YOUR OBJECTIVE: Transcribe each entry so that nothing differs from the original.

★ ★ ★ ★ ★

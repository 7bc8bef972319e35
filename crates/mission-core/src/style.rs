//! Section style tables
//!
//! Pure lookup tables handed to renderers: [`StyleTable`] maps a section
//! title to an icon and accent name, [`Palette`] maps an accent name to
//! concrete colours. Both load from TOML and have built-in defaults.

use std::collections::BTreeMap;

use serde::{Deserialize, Serialize};

/// Icon and accent for one title keyword
#[derive(Debug, Clone, PartialEq, Eq, Serialize, Deserialize)]
pub struct SectionStyle {
    /// Case-insensitive substring matched against the section title
    pub keyword: String,
    pub icon: String,
    pub accent: String,
}

impl SectionStyle {
    pub fn new(keyword: &str, icon: &str, accent: &str) -> Self {
        Self {
            keyword: keyword.to_string(),
            icon: icon.to_string(),
            accent: accent.to_string(),
        }
    }
}

/// Title keyword to style lookup, first match wins
#[derive(Debug, Clone, PartialEq, Eq, Serialize, Deserialize)]
#[serde(default)]
pub struct StyleTable {
    pub rules: Vec<SectionStyle>,
    /// Used when no keyword matches
    pub fallback: SectionStyle,
}

impl Default for StyleTable {
    fn default() -> Self {
        Self {
            rules: vec![
                SectionStyle::new("objective", "🎯", "blue"),
                SectionStyle::new("material", "🧰", "amber"),
                SectionStyle::new("outline", "🗓️", "violet"),
                SectionStyle::new("assessment", "✅", "emerald"),
                SectionStyle::new("differentiation", "🧩", "pink"),
                SectionStyle::new("homework", "📝", "sky"),
                SectionStyle::new("extension", "🚀", "sky"),
                SectionStyle::new("standard", "📐", "blue"),
            ],
            fallback: SectionStyle::new("", "📘", "zinc"),
        }
    }
}

impl StyleTable {
    /// Style for a section title
    pub fn lookup(&self, title: &str) -> &SectionStyle {
        let title = title.to_lowercase();
        self.rules
            .iter()
            .find(|rule| !rule.keyword.is_empty() && title.contains(&rule.keyword.to_lowercase()))
            .unwrap_or(&self.fallback)
    }
}

/// Concrete colours for one accent, as `#rrggbb`
#[derive(Debug, Clone, PartialEq, Eq, Serialize, Deserialize)]
pub struct AccentColors {
    pub border: String,
    pub background: String,
    pub text: String,
}

impl AccentColors {
    pub fn new(border: &str, background: &str, text: &str) -> Self {
        Self {
            border: border.to_string(),
            background: background.to_string(),
            text: text.to_string(),
        }
    }

    /// Text colour without the leading `#`, as OOXML wants it
    pub fn text_hex(&self) -> &str {
        self.text.trim_start_matches('#')
    }
}

/// Accent name to colour lookup
#[derive(Debug, Clone, PartialEq, Eq, Serialize, Deserialize)]
#[serde(default)]
pub struct Palette {
    pub accents: BTreeMap<String, AccentColors>,
    pub fallback: AccentColors,
}

impl Default for Palette {
    fn default() -> Self {
        let accents = [
            ("blue", AccentColors::new("#3b82f6", "#eff6ff", "#1d4ed8")),
            ("amber", AccentColors::new("#f59e0b", "#fffbeb", "#b45309")),
            ("violet", AccentColors::new("#8b5cf6", "#f5f3ff", "#6d28d9")),
            ("emerald", AccentColors::new("#10b981", "#ecfdf5", "#047857")),
            ("pink", AccentColors::new("#ec4899", "#fdf2f8", "#be185d")),
            ("sky", AccentColors::new("#0ea5e9", "#f0f9ff", "#0369a1")),
        ]
        .into_iter()
        .map(|(name, colors)| (name.to_string(), colors))
        .collect();

        Self {
            accents,
            fallback: AccentColors::new("#71717a", "#fafafa", "#3f3f46"),
        }
    }
}

impl Palette {
    pub fn colors(&self, accent: &str) -> &AccentColors {
        self.accents.get(accent).unwrap_or(&self.fallback)
    }
}

#[cfg(test)]
mod tests {
    use super::*;

    #[test]
    fn test_lookup_is_case_insensitive() {
        let table = StyleTable::default();
        assert_eq!(table.lookup("Learning OBJECTIVES").accent, "blue");
        assert_eq!(table.lookup("Materials Needed").icon, "🧰");
    }

    #[test]
    fn test_lookup_fallback() {
        let table = StyleTable::default();
        assert_eq!(table.lookup("Closing Thoughts").accent, "zinc");
    }

    #[test]
    fn test_first_rule_wins() {
        let table = StyleTable {
            rules: vec![
                SectionStyle::new("plan", "1", "blue"),
                SectionStyle::new("lesson", "2", "pink"),
            ],
            ..Default::default()
        };
        assert_eq!(table.lookup("Lesson Plan").icon, "1");
    }

    #[test]
    fn test_palette_fallback() {
        let palette = Palette::default();
        assert_eq!(palette.colors("emerald").border, "#10b981");
        assert_eq!(palette.colors("zinc").text_hex(), "3f3f46");
    }
}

★ ★ ★ ★ ★

EXERCISE RESULT:
repository 7bc8bef972319e35
filename crates/mission-core/src/style.rs
//! Section style tables
//!
//! Pure lookup tables handed to renderers: [`StyleTable`] maps a section
//! title to an icon and accent name, [`Palette`] maps an accent name to
//! concrete colours. Both load from TOML and have built-in defaults.

use std::collections::BTreeMap;

use serde::{Deserialize, Serialize};

/// Icon and accent for one title keyword
#[derive(Debug, Clone, PartialEq, Eq, Serialize, Deserialize)]
pub struct SectionStyle {
    /// Case-insensitive substring matched against the section title
    pub keyword: String,
    pub icon: String,
    pub accent: String,
}

impl SectionStyle {
    pub fn new(keyword: &str, icon: &str, accent: &str) -> Self {
        Self {
            keyword: keyword.to_string(),
            icon: icon.to_string(),
            accent: accent.to_string(),
        }
    }
}

/// Title keyword to style lookup, first match wins
#[derive(Debug, Clone, PartialEq, Eq, Serialize, Deserialize)]
#[serde(default)]
pub struct StyleTable {
    pub rules: Vec<SectionStyle>,
    /// Used when no keyword matches
    pub fallback: SectionStyle,
}

impl Default for StyleTable {
    fn default() -> Self {
        Self {
            rules: vec![
                SectionStyle::new("objective", "🎯", "blue"),
                SectionStyle::new("material", "🧰", "amber"),
                SectionStyle::new("outline", "🗓️", "violet"),
                SectionStyle::new("assessment", "✅", "emerald"),
                SectionStyle::new("differentiation", "🧩", "pink"),
                SectionStyle::new("homework", "📝", "sky"),
                SectionStyle::new("extension", "🚀", "sky"),
                SectionStyle::new("standard", "📐", "blue"),
            ],
            fallback: SectionStyle::new("", "📘", "zinc"),
        }
    }
}

impl StyleTable {
    /// Style for a section title
    pub fn lookup(&self, title: &str) -> &SectionStyle {
        let title = title.to_lowercase();
        self.rules
            .iter()
            .find(|rule| !rule.keyword.is_empty() && title.contains(&rule.keyword.to_lowercase()))
            .unwrap_or(&self.fallback)
    }
}

/// Concrete colours for one accent, as `#rrggbb`
#[derive(Debug, Clone, PartialEq, Eq, Serialize, Deserialize)]
pub struct AccentColors {
    pub border: String,
    pub background: String,
    pub text: String,
}

impl AccentColors {
    pub fn new(border: &str, background: &str, text: &str) -> Self {
        Self {
            border: border.to_string(),
            background: background.to_string(),
            text: text.to_string(),
        }
    }

    /// Text colour without the leading `#`, as OOXML wants it
    pub fn text_hex(&self) -> &str {
        self.text.trim_start_matches('#')
    }
}

/// Accent name to colour lookup
#[derive(Debug, Clone, PartialEq, Eq, Serialize, Deserialize)]
#[serde(default)]
pub struct Palette {
    pub accents: BTreeMap<String, AccentColors>,
    pub fallback: AccentColors,
}

impl Default for Palette {
    fn default() -> Self {
        let accents = [
            ("blue", AccentColors::new("#3b82f6", "#eff6ff", "#1d4ed8")),
            ("amber", AccentColors::new("#f59e0b", "#fffbeb", "#b45309")),
            ("violet", AccentColors::new("#8b5cf6", "#f5f3ff", "#6d28d9")),
            ("emerald", AccentColors::new("#10b981", "#ecfdf5", "#047857")),
            ("pink", AccentColors::new("#ec4899", "#fdf2f8", "#be185d")),
            ("sky", AccentColors::new("#0ea5e9", "#f0f9ff", "#0369a1")),
        ]
        .into_iter()
        .map(|(name, colors)| (name.to_string(), colors))
        .collect();

        Self {
            accents,
            fallback: AccentColors::new("#71717a", "#fafafa", "#3f3f46"),
        }
    }
}

impl Palette {
    pub fn colors(&self, accent: &str) -> &AccentColors {
        self.accents.get(accent).unwrap_or(&self.fallback)
    }
}

#[cfg(test)]
mod tests {
    use super::*;

    #[test]
    fn test_lookup_is_case_insensitive() {
        let table = StyleTable::default();
        assert_eq!(table.lookup("Learning OBJECTIVES").accent, "blue");
        assert_eq!(table.lookup("Materials Needed").icon, "🧰");
    }

    #[test]
    fn test_lookup_fallback() {
        let table = StyleTable::default();
        assert_eq!(table.lookup("Closing Thoughts").accent, "zinc");
    }

    #[test]
    fn test_first_rule_wins() {
        let table = StyleTable {
            rules: vec![
                SectionStyle::new("plan", "1", "blue"),
                SectionStyle::new("lesson", "2", "pink"),
            ],
            ..Default::default()
        };
        assert_eq!(table.lookup("Lesson Plan").icon, "1");
    }

    #[test]
    fn test_palette_fallback() {
        let palette = Palette::default();
        assert_eq!(palette.colors("emerald").border, "#10b981");
        assert_eq!(palette.colors("zinc").text_hex(), "3f3f46");
    }
}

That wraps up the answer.